* _Exercise prompt_
Would you please copy the part of the material below that opens with the line containing "pub fn with_config(mut" and closes with the line containing "pub fn cpm_script_path(&self)"? Copy it exactly, and only it.

* _Raw data_

-------

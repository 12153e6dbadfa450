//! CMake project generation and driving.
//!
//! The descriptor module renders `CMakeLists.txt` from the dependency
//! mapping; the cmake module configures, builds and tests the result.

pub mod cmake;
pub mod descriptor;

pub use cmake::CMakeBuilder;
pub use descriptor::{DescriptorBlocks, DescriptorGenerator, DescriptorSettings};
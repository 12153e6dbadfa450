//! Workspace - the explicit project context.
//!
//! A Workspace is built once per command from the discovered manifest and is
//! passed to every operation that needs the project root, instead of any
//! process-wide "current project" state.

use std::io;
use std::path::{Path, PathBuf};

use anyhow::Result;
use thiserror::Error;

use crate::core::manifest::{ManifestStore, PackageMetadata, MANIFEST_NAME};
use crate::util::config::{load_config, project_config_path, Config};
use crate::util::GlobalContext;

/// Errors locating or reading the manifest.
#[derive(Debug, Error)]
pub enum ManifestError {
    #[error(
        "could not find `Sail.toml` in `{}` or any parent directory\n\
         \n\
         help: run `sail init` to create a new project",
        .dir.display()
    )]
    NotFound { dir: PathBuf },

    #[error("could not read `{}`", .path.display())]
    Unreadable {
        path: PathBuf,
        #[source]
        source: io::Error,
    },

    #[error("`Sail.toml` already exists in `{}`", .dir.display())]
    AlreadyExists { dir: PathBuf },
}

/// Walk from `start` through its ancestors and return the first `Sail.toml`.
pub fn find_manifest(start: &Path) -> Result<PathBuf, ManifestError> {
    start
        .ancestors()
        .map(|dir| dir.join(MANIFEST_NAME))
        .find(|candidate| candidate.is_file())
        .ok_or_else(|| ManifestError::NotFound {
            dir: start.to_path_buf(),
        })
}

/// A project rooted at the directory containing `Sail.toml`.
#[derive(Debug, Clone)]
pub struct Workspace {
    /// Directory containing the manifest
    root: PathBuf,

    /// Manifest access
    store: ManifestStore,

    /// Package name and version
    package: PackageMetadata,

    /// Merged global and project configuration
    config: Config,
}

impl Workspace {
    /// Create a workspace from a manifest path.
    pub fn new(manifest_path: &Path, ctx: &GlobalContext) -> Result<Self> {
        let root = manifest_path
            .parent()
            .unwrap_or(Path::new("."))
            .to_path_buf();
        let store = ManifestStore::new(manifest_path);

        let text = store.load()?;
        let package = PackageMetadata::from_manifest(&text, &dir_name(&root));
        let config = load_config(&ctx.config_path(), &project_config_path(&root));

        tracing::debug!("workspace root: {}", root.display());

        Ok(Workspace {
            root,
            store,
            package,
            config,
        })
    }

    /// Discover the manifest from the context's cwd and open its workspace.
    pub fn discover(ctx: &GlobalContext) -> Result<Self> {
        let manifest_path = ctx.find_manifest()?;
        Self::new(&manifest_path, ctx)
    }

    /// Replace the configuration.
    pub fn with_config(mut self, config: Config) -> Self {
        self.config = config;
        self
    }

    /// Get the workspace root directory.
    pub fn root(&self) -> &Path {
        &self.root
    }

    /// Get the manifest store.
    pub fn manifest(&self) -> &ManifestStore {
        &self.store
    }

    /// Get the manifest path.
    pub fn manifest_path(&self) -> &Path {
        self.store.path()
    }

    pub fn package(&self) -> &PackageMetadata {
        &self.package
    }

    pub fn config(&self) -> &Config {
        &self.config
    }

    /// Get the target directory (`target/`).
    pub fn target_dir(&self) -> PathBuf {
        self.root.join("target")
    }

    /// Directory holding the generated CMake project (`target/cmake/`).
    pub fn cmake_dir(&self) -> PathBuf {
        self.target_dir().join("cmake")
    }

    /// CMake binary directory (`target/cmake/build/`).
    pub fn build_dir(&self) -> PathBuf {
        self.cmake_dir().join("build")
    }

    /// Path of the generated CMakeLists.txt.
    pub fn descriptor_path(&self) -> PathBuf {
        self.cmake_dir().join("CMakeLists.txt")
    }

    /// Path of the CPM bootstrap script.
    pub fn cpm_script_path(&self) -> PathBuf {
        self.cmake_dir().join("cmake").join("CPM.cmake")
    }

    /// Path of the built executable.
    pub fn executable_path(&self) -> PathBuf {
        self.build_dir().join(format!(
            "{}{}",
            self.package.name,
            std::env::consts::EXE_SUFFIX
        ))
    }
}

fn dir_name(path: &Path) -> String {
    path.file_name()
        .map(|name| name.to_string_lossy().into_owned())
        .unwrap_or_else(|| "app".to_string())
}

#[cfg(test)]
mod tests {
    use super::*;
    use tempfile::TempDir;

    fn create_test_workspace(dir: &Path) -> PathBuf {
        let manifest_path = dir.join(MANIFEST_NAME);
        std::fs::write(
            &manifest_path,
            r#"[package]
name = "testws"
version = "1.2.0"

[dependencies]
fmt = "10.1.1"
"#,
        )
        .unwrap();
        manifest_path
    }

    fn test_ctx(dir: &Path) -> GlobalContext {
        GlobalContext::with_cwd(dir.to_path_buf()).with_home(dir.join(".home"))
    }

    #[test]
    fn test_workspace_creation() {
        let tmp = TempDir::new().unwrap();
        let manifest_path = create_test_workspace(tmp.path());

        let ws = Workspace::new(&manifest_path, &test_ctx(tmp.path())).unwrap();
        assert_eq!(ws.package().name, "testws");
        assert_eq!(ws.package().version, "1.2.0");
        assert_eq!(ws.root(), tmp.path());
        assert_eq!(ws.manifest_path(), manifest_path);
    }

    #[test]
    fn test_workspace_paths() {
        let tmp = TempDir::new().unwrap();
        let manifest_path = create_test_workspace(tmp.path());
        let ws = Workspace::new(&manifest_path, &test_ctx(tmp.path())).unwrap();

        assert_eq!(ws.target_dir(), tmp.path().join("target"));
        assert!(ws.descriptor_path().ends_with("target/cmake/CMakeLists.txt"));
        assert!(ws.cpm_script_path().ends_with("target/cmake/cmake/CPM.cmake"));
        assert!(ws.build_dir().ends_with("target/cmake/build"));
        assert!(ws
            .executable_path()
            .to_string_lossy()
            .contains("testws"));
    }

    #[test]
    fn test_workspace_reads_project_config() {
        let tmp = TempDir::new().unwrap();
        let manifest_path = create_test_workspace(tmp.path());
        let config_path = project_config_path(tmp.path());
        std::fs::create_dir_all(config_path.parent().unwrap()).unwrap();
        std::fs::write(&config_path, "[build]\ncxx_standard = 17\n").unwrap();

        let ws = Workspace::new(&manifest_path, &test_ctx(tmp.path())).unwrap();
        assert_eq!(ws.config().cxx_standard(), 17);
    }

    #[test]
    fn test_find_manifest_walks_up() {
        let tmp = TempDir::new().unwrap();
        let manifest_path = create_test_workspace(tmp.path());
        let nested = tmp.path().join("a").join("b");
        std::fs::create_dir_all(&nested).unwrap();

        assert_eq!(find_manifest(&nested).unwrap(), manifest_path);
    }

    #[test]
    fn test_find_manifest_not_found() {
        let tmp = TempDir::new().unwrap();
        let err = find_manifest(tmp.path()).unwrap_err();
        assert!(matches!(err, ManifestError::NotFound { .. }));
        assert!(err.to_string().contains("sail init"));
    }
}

-------

* _Response to this exercise_
    pub fn with_config(mut self, config: Config) -> Self {
        self.config = config;
        self
    }

    /// Get the workspace root directory.
    pub fn root(&self) -> &Path {
        &self.root
    }

    /// Get the manifest store.
    pub fn manifest(&self) -> &ManifestStore {
        &self.store
    }

    /// Get the manifest path.
    pub fn manifest_path(&self) -> &Path {
        self.store.path()
    }

    pub fn package(&self) -> &PackageMetadata {
        &self.package
    }

    pub fn config(&self) -> &Config {
        &self.config
    }

    /// Get the target directory (`target/`).
    pub fn target_dir(&self) -> PathBuf {
        self.root.join("target")
    }

    /// Directory holding the generated CMake project (`target/cmake/`).
    pub fn cmake_dir(&self) -> PathBuf {
        self.target_dir().join("cmake")
    }

    /// CMake binary directory (`target/cmake/build/`).
    pub fn build_dir(&self) -> PathBuf {
        self.cmake_dir().join("build")
    }

    /// Path of the generated CMakeLists.txt.
    pub fn descriptor_path(&self) -> PathBuf {
        self.cmake_dir().join("CMakeLists.txt")
    }

    /// Path of the CPM bootstrap script.
    pub fn cpm_script_path(&self) -> PathBuf {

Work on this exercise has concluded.